“¡Viva Cristo Rey! Long Live Christ the King!” The rallying cry of the men and women who fought for religious freedom against Mexico’s revolutionary anti-clerical laws gave the movement its name. The Cristero Rebellion (1927-29) was a bloody uprising waged in central and western Mexico less than a decade after the end of the Mexican Revolution (1910-20). Director Dean Wright’s For Greater Glory (opening June 1, 2012) tells the tragic and violent story of President Plutarco Elías Calles’s zealous implementation of the anti-clerical laws inscribed in the 1917 Constitution and popular reactions to it. Tension between the Catholic Church and state had heightened after the Revolution. For liberal politicians—those who favored the modern over tradition—the Church was an outdated institution that threatened their modernist state-building projects. The anti-clerical laws were designed to decrease the Church’s power by, for example, prohibiting it from providing primary education and from intervening in national politics. By 1926, the Church became more vociferous in its opposition to the laws and Calles responded by sending in federal troops to enforce them.
Many reviewers of For Greater Glory will undoubtedly focus on the desire for religious freedom dramatized in the film. Such a view, however, overlooks the film’s other important contributions, not least of which is that it alerts us to the power struggle between two of Mexico’s major institutions. Would the ecclesiastical structure submit to the authority of a secular state or would the Church become a state within a state answering to the Vatican, not the Mexican president? The value of For Greater Glory is that it portrays these concerns and extends beyond them by also offering viewers insight into the impact of religion on daily life in 1920s Mexico, the opposition tactics that cristeros adopted, a history of the conflict, and into how history itself is constructed.
President Plutarco Alias Calles
Andy García plays General Enrique Gorostieta Velarde (1889-1929), a retired army general whose military prowess was well-known, but who had retired to a life as a soap manufacturer.
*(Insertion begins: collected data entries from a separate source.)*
//! Game rules for tic-tac-toe.
//!
//! This module contains pure functions for evaluating game state
//! according to tic-tac-toe rules. Rules are separated from board
//! storage so strategies can probe hypothetical moves without
//! touching a live board.

pub mod draw;
pub mod win;

pub use draw::{is_draw, is_full};
pub use win::{WINNING_LINES, check_win, completes_line, winner};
As Calles enforces restrictions upon Catholic clergy and public displays of religiosity, Gorostieta clashes with his wife Tula (played by Eva Longoria) over his anti-clerical liberalism and her concern for the Catholic education of their daughters. As Gorostieta’s family adjusts to the changes—Tula becomes responsible for her daughters’ religious education—two other important storylines develop.
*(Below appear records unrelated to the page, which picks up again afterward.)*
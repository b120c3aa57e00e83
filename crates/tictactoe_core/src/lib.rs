//! Tic-tac-toe game core.
//!
//! This library holds everything a presentation layer needs to run a game
//! between humans and computer opponents, and nothing about how the game
//! is drawn.
//!
//! # Architecture
//!
//! - **Board**: the 3x3 grid and its pure queries (legality, win, draw)
//! - **Rules**: win and draw detection over a board
//! - **Players**: a mark plus a strategy (human, random or smart computer)
//! - **Session**: the turn controller the front-end calls through
//!
//! # Example
//!
//! ```
//! use tictactoe_core::{GameMode, GameStatus, Mark, Session};
//!
//! let mut session = Session::new_game(GameMode::HumanVsHuman, Mark::X);
//! session.submit_move(5)?;
//! assert_eq!(session.status().mover(), &Some(Mark::O));
//! assert_eq!(session.status().result(), &GameStatus::InProgress);
//! # Ok::<(), tictactoe_core::GameError>(())
//! ```

#![warn(missing_docs)]
#![forbid(unsafe_code)]

mod action;
mod error;
mod invariants;
mod mode;
mod players;
mod position;
mod rules;
mod session;
mod types;

pub use action::Move;
pub use error::GameError;
pub use invariants::{
    HistoryMatchesBoard, Invariant, InvariantSet, InvariantViolation, MarksBalanced,
    SessionInvariants, StatusMatchesBoard,
};
pub use mode::GameMode;
pub use players::{Player, Strategy};
pub use position::Position;
pub use rules::{WINNING_LINES, check_win, completes_line, is_draw, is_full, winner};
pub use session::{Seat, Session, Status, Turn};
pub use types::{Board, GameStatus, Mark, Square};
//! Errors raised by the game core.
//!
//! Every error is recoverable: the rejected action leaves the session
//! exactly as it was, and the caller may retry.

use super::position::Position;
use super::types::Mark;

/// Error that can occur when setting up a game or playing a move.
#[derive(Debug, Clone, PartialEq, Eq, derive_more::Display)]
pub enum GameError {
    /// The square number is outside 1-9.
    #[display("Invalid position {}: choose a square from 1 to 9", _0)]
    InvalidPosition(u8),

    /// The square already holds a mark.
    #[display("Square {} is occupied, choose another", _0)]
    CellOccupied(Position),

    /// The move came through the wrong channel for the current mover,
    /// e.g. a human move while the computer is to play.
    #[display("Player {} is a {} and cannot move that way", mark, expected)]
    IllegalModeForMove {
        /// Mark of the player whose turn it is.
        mark: Mark,
        /// Kind of player that is to move.
        expected: &'static str,
    },

    /// The requested game mode is not supported.
    #[display("Unknown game mode: {:?}", _0)]
    UnknownGameMode(String),

    /// The game has already ended.
    #[display("Game is already over")]
    GameOver,

    /// A computer strategy produced no move.
    #[display("No moves available for player {}", _0)]
    NoMoveAvailable(Mark),
}

impl std::error::Error for GameError {}

#[cfg(test)]
mod tests {
    use super::*;

    #[test]
    fn test_messages_name_the_problem() {
        assert!(
            GameError::CellOccupied(Position::Center)
                .to_string()
                .contains("occupied")
        );
        assert_eq!(
            GameError::UnknownGameMode("chess".into()).to_string(),
            "Unknown game mode: \"chess\""
        );
        assert_eq!(
            GameError::IllegalModeForMove {
                mark: Mark::O,
                expected: "computer",
            }
            .to_string(),
            "Player O is a computer and cannot move that way"
        );
    }
}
The Liga Nacional de Defensa Religiosa (League for the Defense of Religious Liberty) organized opposition to Calles’s law, initially adopting non-violent tactics to fight the restrictions on Catholic life. In response, Calles deployed federal troops to stamp out opposition. Troops desecrate churches, execute priests, and persecute cristeros, both in the film and in real life. It is this violent repression and religious persecution that pushes the League and others to radicalize. The film shows individuals reacting to threats against their civil rights – their right to religious expression – showing how politics and religion came together to drive participation in the Cristero Rebellion. League members take up arms along with 20,000 others, smuggle munitions to the fighters in the field, and form an intelligence network. The League also hires General Gorostieta to unify all of the Cristero armies under one centralized command.
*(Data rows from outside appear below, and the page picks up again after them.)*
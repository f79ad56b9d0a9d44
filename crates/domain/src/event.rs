//! Event — an immutable record of an entity state change.
//!
//! Changes caused by our own commands carry the [`CallContext`] they were
//! issued with; externally caused changes carry none.

use serde::{Deserialize, Serialize};

use crate::context::{CallContext, CallOrigin};
use crate::entity::EntityState;
use crate::id::EntityId;
use crate::time::{Timestamp, now};

#[derive(Debug, Clone, PartialEq, Serialize, Deserialize)]
pub struct StateChangeEvent {
    pub entity_id: EntityId,
    pub old_state: EntityState,
    pub new_state: EntityState,
    #[serde(default, skip_serializing_if = "Option::is_none")]
    pub context: Option<CallContext>,
    pub timestamp: Timestamp,
}

impl StateChangeEvent {
    /// An externally caused change, stamped with the current time.
    #[must_use]
    pub fn new(entity_id: EntityId, old_state: EntityState, new_state: EntityState) -> Self {
        Self {
            entity_id,
            old_state,
            new_state,
            context: None,
            timestamp: now(),
        }
    }

    #[must_use]
    pub fn with_context(mut self, context: CallContext) -> Self {
        self.context = Some(context);
        self
    }

    /// Whether this change was caused by a command issued under `origin`.
    #[must_use]
    pub fn is_echo_of(&self, origin: CallOrigin) -> bool {
        self.context.as_ref().is_some_and(|ctx| ctx.origin == origin)
    }

    /// Whether the state actually changed.
    #[must_use]
    pub fn is_transition(&self) -> bool {
        self.old_state != self.new_state
    }
}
Why was religion so important to Mexicans in this period to propel them into armed revolt? A third storyline that focuses on 13-year-old José Luis Sánchez del Río (who Pope Benedict beatified in 2005), shows the many ways religion saturated daily life. When we meet José, his godfather, Mayor Picazo, is dragging him by the ear to church to apologize to Father Christopher, the local priest, for having misbehaved toward him. José must do penance by cleaning the church. All of this conveys the deference, inculcated at an early age, that the laity had toward the clergy and that underpinned the Church’s authority in early-twentieth-century Mexico. As we watch José complete his penance and begin training as an altar server, we glimpse the central role that religion plays in daily life during this period. Families attend mass together, their homes display religious paintings, and we see children and adults go through the Catholic rites of passage, or the holy sacraments (baptism, communion, marriage, etc.). Seen in this light, the reaction to Calles and repression of the Church becomes much more complex. For some, participation in the rebellion had to do with non-religious concerns and the film shows this. For others, however, civic life was intertwined with religious life and participation in the uprising was as much about defending the civil right to freedom of religious expression as it was about defending markers of one’s identity. After all, Mexicans in 1927 did not go to city hall to get married or to register births and deaths—such major life events were validated by one’s priest and recorded in the local parish record.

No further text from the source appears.